Stories at Sea is a series of interviews highlighting artisanal fishermen, fisheries, and suppliers who are furthering the seafood industry within Canada. We are here to tell their stories and to pass on their wisdom to the greater community
A Desolation Sound sweetheart, Aphrodite’s Garden Oyster Co. is an Ocean Wise recommended oyster farm that exclusively uses a wild seed that spawns from Pendrell Sound. This means each oyster grow in their natural environment, maintaining their pristine, Desolation Sound taste with the lowest possible carbon footprint.
We sat down with owner-operator Ed Berezack to hear more about how he got his start in the industry and how Aphrodite’s Garden Oyster Co.’s came to be. We are especially appreciative of Ed joining us less than 8 hours after successful arm surgery. Like many other oyster farmers, he truly doesn’t take days off!
Hayley From Coastline: What brought you to oyster farming?
Ed Berezack: I am originally a Fraser Valley boy; I was born in Langley and grew up in Coquitlam and Port Moody. That’s where I developed my love for the water.
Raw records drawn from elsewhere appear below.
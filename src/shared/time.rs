use std::time::{SystemTime, UNIX_EPOCH};

pub fn now_millis() -> i64 {
  SystemTime::now()
    .duration_since(UNIX_EPOCH)
    .unwrap_or_default()
    .as_millis() as i64
}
In my early 20s, I had bought waterfront property in Okeover Inlet. I really didn't know what I wanted to do. The plan was to move into the wilderness and retire. At the time, the deepwater movement was really starting to take off. It was being promoted by the government and seemed like something to do. I started an oyster lease on my property and made some side money laying floors back in Vancouver. I had never worked so hard in my life, so much for my dream of early retirement!
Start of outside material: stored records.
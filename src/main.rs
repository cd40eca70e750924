use axum::{
  extract::ws::{Message, WebSocket},
  extract::{Path, Query, State, WebSocketUpgrade},
  http::{HeaderMap, Method, StatusCode},
  response::IntoResponse,
  routing::{get, post},
  Json, Router,
};
use dashmap::DashMap;
use futures_util::{SinkExt, StreamExt};
use serde::{Deserialize, Serialize};
use sqlx::sqlite::SqlitePoolOptions;
use std::collections::HashMap;
use std::env;
use std::path::PathBuf;
use std::sync::Arc;
use tokio::sync::mpsc;
use tower_http::cors::{Any, CorsLayer};
use tracing_subscriber::EnvFilter;

mod cosmetics;
mod game;
mod profile;
mod protocol;
mod shared;

use cosmetics::Catalog;
use game::arena::{Arena, ArenaConfig};
use profile::{AccountError, ProfileStore, ProfileUpdate};
use shared::time::now_millis;
use shared::tokens::{sign_session_token, verify_session_token, SessionTokenClaims};

const ADMIN_TOKEN_TTL_MS: i64 = 60 * 60 * 1000;

#[derive(Clone)]
struct AppState {
  arenas: DashMap<String, Arc<Arena>>,
  store: Arc<ProfileStore>,
  catalog: Arc<Catalog>,
  arena_config: ArenaConfig,
  profile_tx: mpsc::UnboundedSender<ProfileUpdate>,
  admin_key: Option<String>,
  token_secret: String,
}

#[derive(Debug, Serialize)]
struct OkResponse {
  ok: bool,
}

#[derive(Debug, Serialize)]
struct ErrorResponse {
  ok: bool,
  error: String,
}

#[derive(Debug, Deserialize)]
struct RegisterPayload {
  username: Option<String>,
  password: Option<String>,
  #[serde(rename = "displayName")]
  display_name: Option<String>,
}

#[derive(Debug, Deserialize)]
struct LoginPayload {
  username: Option<String>,
  password: Option<String>,
}

#[derive(Debug, Serialize)]
#[serde(rename_all = "camelCase")]
struct AccountResponse {
  success: bool,
  account_id: String,
  display_name: String,
  token: String,
  profile: profile::ProfileSummary,
}

#[derive(Debug, Deserialize)]
struct ArenaQuery {
  arena: Option<String>,
}

#[derive(Debug, Deserialize)]
struct AdminAuthPayload {
  key: Option<String>,
}

#[derive(Debug, Serialize)]
struct AdminAuthResponse {
  success: bool,
  token: Option<String>,
}

#[derive(Debug, Deserialize)]
struct GiveCoinsPayload {
  name: Option<String>,
  amount: Option<i64>,
}

#[derive(Debug, Serialize)]
#[serde(rename_all = "camelCase")]
struct AdminProfileEntry {
  name: String,
  online: bool,
  coins: i64,
  total_score: i64,
  total_kills: i64,
  games_played: i64,
  high_score: i64,
  current_length: usize,
  first_seen: i64,
  last_seen: i64,
}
Can you tell us about the history of the farm?
Our oyster farming lease was started in 1949 by local legend, ‘Cougar’ Nancy Crowther. Our farm is a mile and a half long and is great growing grounds for our wild seed. Our seed comes from Pendrell sound, which has the warmest waters north of California. We go up every summer to collect seed to bring back to our beach at Okeover Inlet. Growing beach oysters are fantastic for the environment as they sequester more carbon when compared to their tray-grown brethren. Our farm is a great battleground for the ongoing carbon war.
In the beginning, we had to develop the farm’s remote setting- a two-part technique producing oyster seed from larvae. First, the larvae attach to a ‘cultch’, a setting material like a shell. Next comes the nursery period, where newly set ‘seed’ are placed in protected areas until they are ready for planting. Our larvae are harvested from Pendrell Sound and are brought to Okeover Inlet for protected growth.
In our early years, when we were just getting the farm up and running, we quickly realized there was a big problem with the Pendrell Sound oyster spat. The seed was dying off and we couldn't figure out why.
We started piecing together the puzzle and realized that yachts were getting fresh bottom paints and heading up the river, into the warmer waters. At the time, boat paints included a chemical called Tributyltin, which served to keep barnacles, seaweed, and other organisms from clinging to the ship. Tributyltin, although helpful in preserving a boat’s health, was extremely toxic to aquatic life. This chemical had already been banned in Europe, but it took time for changes to take place in BC. When the community realized the root cause, it took a lot of pamphlet distribution, lobbying, and working closely with the government to put into place a solution that was better for Pendrell’s aquatic life. This was the only period in our history where our oysters did not spawn reliably. Luckily Pendrell quickly recovered, and we have had good seed from there ever since.
What does your day to day look like?
I am the owner-operator of Aphrodite Garden. We have a small team to help us with the day to day operations- two full-time employees and a few seasonal. The unique thing about our operation is we’re completely beholden to the tides for our harvest. For example, during the winter we harvest at night. During the summer, we get to harvest during the day. We are either out there collecting seed or picking. Orders are ongoing, so harvesting is as well. I will also spend my days harvesting clams and cleaning up our beach.
What’s been the hardest thing to learn?
When I first started out, it was learning how to farm. I came from a prairie farmer background, but oyster farming was a whole other story. I had to build out our remote setting, pioneer and develop both the farm and our oyster. Some people, like ‘Cougar’ Nancy, had been doing it for some time, however, it was still relatively new in Okeover.
“Working with nature is hard to beat. It’s a good, sustainable way to make a living. You’re growing good food for people and looking out for our environment. We are sequestering carbon and providing our community with a local, healthy supply source. Relying on the rest of the world to provide us with food is dangerous and not sustainable.”
If you could pass any knowledge onto the next generation, what would you tell them?
I originally got into the industry because it was good money. I quickly grew to love harvesting for other reasons, working with nature is hard to beat. It’s a good, sustainable way to make a living. You’re growing good food for people and looking out for our environment. We are sequestering carbon and providing our community with a local, healthy supply source. Relying on the rest of the world to provide us with food is dangerous and not sustainable.
What do you see as the future of seafood?
People need to eat more oysters to grow demand. We need to grow more oysters to control the rising carbon levels. As oysters grow, their shells absorb carbon, and since carbon rises from the ocean floor, upwards, these guys are essential as our first line of defence.